Non c'era un'anima per strada; era tutto solo, così montò sul dorso del porcellino di bronzo, si allungò in avanti in modo che la testolina ricciuta riposasse su quella dell'animale, e prima ancora di accorgersene, si addormentò.
A mezzanotte il porcellino si mosse, il ragazzo sentì che gli diceva con chiarezza: «Ragazzino, tieniti forte, adesso partiamo!», e difatti partì col ragazzo; fu proprio una strana cavalcata!
Innanzitutto giunsero mPiazza del granduca ; lì il cavallo di bronzo su cui stava la statua del duca nitrì forte, le armi variopinte del vecchio municipio brillarono come immagini trasparenti e il David di Michelangelo ruotava la sua fionda. I gruppi di bronzo con Perseo e col Ratto delle Sabine erano fin troppo vivaci; un grido di morte si innalzò da loro e risuonò su tutta quella meravigliosa piazza deserta.
Vicino dXPalazzo degli Uffizi, nella loggia dove la nobiltà si raduna a festeggiare il carnevale, il porcellino di bronzo si fermò.

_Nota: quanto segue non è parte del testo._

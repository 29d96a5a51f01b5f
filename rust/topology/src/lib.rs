// This Source Code Form is subject to the terms of the Mozilla Public
// License, v. 2.0. If a copy of the MPL was not distributed with this
// file, You can obtain one at https://mozilla.org/MPL/2.0/.

//! # IndoorGML-Lite Topology
//!
//! Derives the adjacency relation between cell spaces from their geometry.
//!
//! Two cell spaces are adjacent when their geometries *touch*: their
//! boundaries meet but their interiors do not overlap (a shared wall, a
//! shared corner, a door line ending on a room outline). Every adjacent
//! pair yields two directed [`Transition`]s, so the relation is symmetric
//! by construction.

pub mod adjacency;
pub mod touches;
pub mod transitions;

pub use adjacency::Adjacency;
pub use touches::touches;
pub use transitions::{build_transitions, Transition};
// This Source Code Form is subject to the terms of the Mozilla Public
// License, v. 2.0. If a copy of the MPL was not distributed with this
// file, You can obtain one at https://mozilla.org/MPL/2.0/.

//! Preview configuration loaded from environment variables.

use std::path::PathBuf;

/// Default square image size in pixels.
pub const DEFAULT_SIZE: u32 = 800;

/// Smallest accepted image size; below this nothing is legible.
const MIN_SIZE: u32 = 64;

/// Preview configuration.
#[derive(Debug, Clone, PartialEq, Eq)]
pub struct PreviewConfig {
    /// Directory for the PNG files. Next to the output document when unset.
    pub output_dir: Option<PathBuf>,
    /// Width and height of each image in pixels.
    pub size: u32,
}

impl Default for PreviewConfig {
    fn default() -> Self {
        Self {
            output_dir: None,
            size: DEFAULT_SIZE,
        }
    }
}

impl PreviewConfig {
    /// Load configuration from `INDOORGML_PREVIEW_DIR` and
    /// `INDOORGML_PREVIEW_SIZE`.
    pub fn from_env() -> Self {
        Self::from_lookup(|key| std::env::var(key).ok())
    }

    /// Same as [`from_env`](Self::from_env) over an arbitrary variable source.
    pub fn from_lookup(lookup: impl Fn(&str) -> Option<String>) -> Self {
        Self {
            output_dir: lookup("INDOORGML_PREVIEW_DIR")
                .filter(|s| !s.trim().is_empty())
                .map(PathBuf::from),
            size: lookup("INDOORGML_PREVIEW_SIZE")
                .and_then(|s| s.trim().parse().ok())
                .filter(|&size| size >= MIN_SIZE)
                .unwrap_or(DEFAULT_SIZE),
        }
    }
}

#[cfg(test)]
mod tests {
    use super::*;

    #[test]
    fn defaults_without_variables() {
        assert_eq!(PreviewConfig::from_lookup(|_| None), PreviewConfig::default());
    }

    #[test]
    fn reads_variables() {
        let config = PreviewConfig::from_lookup(|key| match key {
            "INDOORGML_PREVIEW_DIR" => Some("/tmp/previews".into()),
            "INDOORGML_PREVIEW_SIZE" => Some(" 400 ".into()),
            _ => None,
        });
        assert_eq!(config.output_dir, Some(PathBuf::from("/tmp/previews")));
        assert_eq!(config.size, 400);
    }

    #[test]
    fn invalid_size_falls_back() {
        for bad in ["huge", "-5", "10", ""] {
            let config = PreviewConfig::from_lookup(|key| {
                (key == "INDOORGML_PREVIEW_SIZE").then(|| bad.to_string())
            });
            assert_eq!(config.size, DEFAULT_SIZE, "value {:?}", bad);
        }
    }
}
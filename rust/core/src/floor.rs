// This Source Code Form is subject to the terms of the Mozilla Public
// License, v. 2.0. If a copy of the MPL was not distributed with this
// file, You can obtain one at https://mozilla.org/MPL/2.0/.

//! Floor detection from loosely structured feature properties.
//!
//! Indoor datasets spell the building level in many ways: `floor_name`,
//! `level`, a `min_level`/`max_level` range, a numeric `z`, keys such as
//! `storey` or `elevation`, or a bare ordinal like `"3rd"` under an
//! arbitrary key. Every hint is collected as a candidate label, in a fixed
//! order, with two short-circuits:
//!
//! 1. explicit keys `floor_name`, `level_name`, `level`, `floor`
//! 2. `min_level` + `max_level` present: return `"<min>-<max>"`
//! 3. numeric `z` present: return `B`, `G` or the truncated integer
//!    (booleans count as 1 and 0)
//! 4. keys containing `elevation`, `storey`, `story` or `z`
//! 5. any value that looks like an ordinal
//!
//! Candidates are deduplicated in discovery order. Several distinct labels
//! are a conflict: a warning is logged and the first one wins.

use std::cmp::Ordering;

use nom::{
    branch::alt,
    bytes::complete::tag_no_case,
    character::complete::{char, digit1},
    combinator::{all_consuming, opt, recognize},
    sequence::{pair, terminated},
    IResult,
};

use crate::properties::{PropertyValue, Properties};

/// Label returned when no floor information exists.
pub const UNKNOWN_FLOOR: &str = "None";

/// Basement label.
pub const BASEMENT: &str = "B";

/// Ground floor label.
pub const GROUND: &str = "G";

const EXPLICIT_FLOOR_KEYS: [&str; 4] = ["floor_name", "level_name", "level", "floor"];
const FLOOR_KEY_HINTS: [&str; 4] = ["elevation", "storey", "story", "z"];

/// Parses `-?digits` followed by an optional `st|nd|rd|th` suffix and
/// returns the signed digit run.
fn ordinal(input: &str) -> IResult<&str, &str> {
    terminated(
        recognize(pair(opt(char('-')), digit1)),
        opt(alt((
            tag_no_case("st"),
            tag_no_case("nd"),
            tag_no_case("rd"),
            tag_no_case("th"),
        ))),
    )(input)
}

/// Matches the ordinal pattern against a whole string, surrounding
/// whitespace allowed. `"-2nd"` yields `"-2"`, `"10"` yields `"10"`.
pub fn parse_ordinal(text: &str) -> Option<&str> {
    all_consuming(ordinal)(text.trim())
        .ok()
        .map(|(_, digits)| digits)
}

/// Turns a raw floor value into a canonical token.
pub fn normalize_floor(raw: &str) -> String {
    let trimmed = raw.trim();
    match trimmed.to_lowercase().as_str() {
        "b" | "basement" | "-1" => return BASEMENT.to_string(),
        "g" | "ground" | "0" => return GROUND.to_string(),
        _ => {}
    }
    if let Some(digits) = parse_ordinal(trimmed) {
        return digits.to_string();
    }
    if trimmed.is_empty() {
        UNKNOWN_FLOOR.to_string()
    } else {
        trimmed.to_string()
    }
}

fn normalize_value(value: &PropertyValue) -> String {
    normalize_floor(&value.to_string())
}

/// Outcome of floor detection.
#[derive(Debug, Clone, PartialEq)]
pub struct FloorDetection {
    /// The chosen label.
    pub label: String,
    /// Distinct candidates in discovery order. Empty when a short-circuit
    /// rule decided the label.
    pub candidates: Vec<String>,
}

impl FloorDetection {
    fn decided(label: String) -> Self {
        Self {
            label,
            candidates: Vec::new(),
        }
    }

    /// More than one distinct candidate was found.
    pub fn is_conflict(&self) -> bool {
        self.candidates.len() > 1
    }
}

/// Runs the floor rules and returns the label together with the
/// candidates that led to it. Logs a warning on conflict.
pub fn detect_floor(props: &Properties) -> FloorDetection {
    tracing::debug!(?props, "detecting floor");
    let mut candidates: Vec<String> = Vec::new();

    for key in EXPLICIT_FLOOR_KEYS {
        if let Some(value) = props.get_present(key) {
            candidates.push(normalize_value(value));
        }
    }

    if let (Some(low), Some(high)) = (props.get_present("min_level"), props.get_present("max_level"))
    {
        return FloorDetection::decided(format!(
            "{}-{}",
            normalize_value(low),
            normalize_value(high)
        ));
    }

    if let Some(label) = props.get_present("z").and_then(elevation_label) {
        return FloorDetection::decided(label);
    }

    for (key, value) in props.iter() {
        if !value.is_present() {
            continue;
        }
        let key = key.to_lowercase();
        if FLOOR_KEY_HINTS.iter().any(|hint| key.contains(hint)) {
            candidates.push(normalize_value(value));
        }
    }

    for (_, value) in props.iter() {
        if !value.is_present() {
            continue;
        }
        if let Some(digits) = parse_ordinal(&value.to_string()) {
            candidates.push(digits.to_string());
        }
    }

    let mut unique: Vec<String> = Vec::with_capacity(candidates.len());
    for candidate in candidates {
        if !unique.contains(&candidate) {
            unique.push(candidate);
        }
    }

    let label = match unique.first() {
        None => {
            tracing::debug!("no floor information found");
            UNKNOWN_FLOOR.to_string()
        }
        Some(first) => {
            if unique.len() > 1 {
                tracing::warn!(
                    candidates = ?unique,
                    chosen = %first,
                    "Conflicting floor values {:?}; choosing {}",
                    unique,
                    first
                );
            }
            first.clone()
        }
    };

    FloorDetection {
        label,
        candidates: unique,
    }
}

/// Detects the floor label of a property bag.
pub fn detect_level(props: &Properties) -> String {
    detect_floor(props).label
}

/// Numeric `z`: below zero is the basement, zero the ground floor, above
/// zero the truncated integer. Non-numeric values do not decide.
fn elevation_label(z: &PropertyValue) -> Option<String> {
    let label = match z {
        PropertyValue::Int(i) => match i.cmp(&0) {
            Ordering::Less => BASEMENT.to_string(),
            Ordering::Equal => GROUND.to_string(),
            Ordering::Greater => i.to_string(),
        },
        PropertyValue::Bool(true) => "1".to_string(),
        PropertyValue::Bool(false) => GROUND.to_string(),
        PropertyValue::Float(f) if f.is_nan() => return None,
        PropertyValue::Float(f) => {
            if *f < 0.0 {
                BASEMENT.to_string()
            } else if *f == 0.0 {
                GROUND.to_string()
            } else {
                (f.trunc() as i64).to_string()
            }
        }
        _ => return None,
    };
    Some(label)
}

/// Display order of floor labels: basement, ground, numbered floors
/// ascending, then everything else (ranges, free text, `None`).
pub fn floor_sort_key(label: &str) -> (u8, u64, &str) {
    match label {
        BASEMENT => (0, 0, ""),
        GROUND => (1, 0, ""),
        _ if !label.is_empty() && label.chars().all(|c| c.is_ascii_digit()) => {
            match label.parse::<u64>() {
                Ok(n) => (2, n, ""),
                Err(_) => (3, 0, label),
            }
        }
        _ => (3, 0, label),
    }
}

«Tieniti forte!» esclamò l'animale. «Tieniti forte perché adesso saliamo le scale!» Il piccolo non diceva neppure una parola: era terrorizzato, ma altrettanto divertito.
Entrarono in una lunga galleria, il ragazzo la conosceva bene perché c'era già stato; le pareti sfoggiavano affreschi, c'erano statue e busti, tutti immersi in una luce bellissima come fosse stato giorno; ma la cosa più bella fu quando la porta di una sala laterale si aprì: sì, il piccolo ricordava quella magnificenza, eppure in quella notte tutto brillava del massimo splendore.
Qui si trovava una graziosa donna nuda, bella come solo la natura e un grande maestro del marmo sono in grado di modellare; muoveva le sue deliziose membra, i delfìni saltavano ai suoi piedi, l'immortalità brillava dai suoi occhi. Il mondo la chiama la Venere medicea. Attorno a lei splendevano statue di marmo, uomini bellissimi; uno di loro affilava la spada e era chiamato il molatore, gladiatori irrompenti formavano un altro gruppo; la spada veniva affilata e le lotte scoppiavano per la dea della bellezza.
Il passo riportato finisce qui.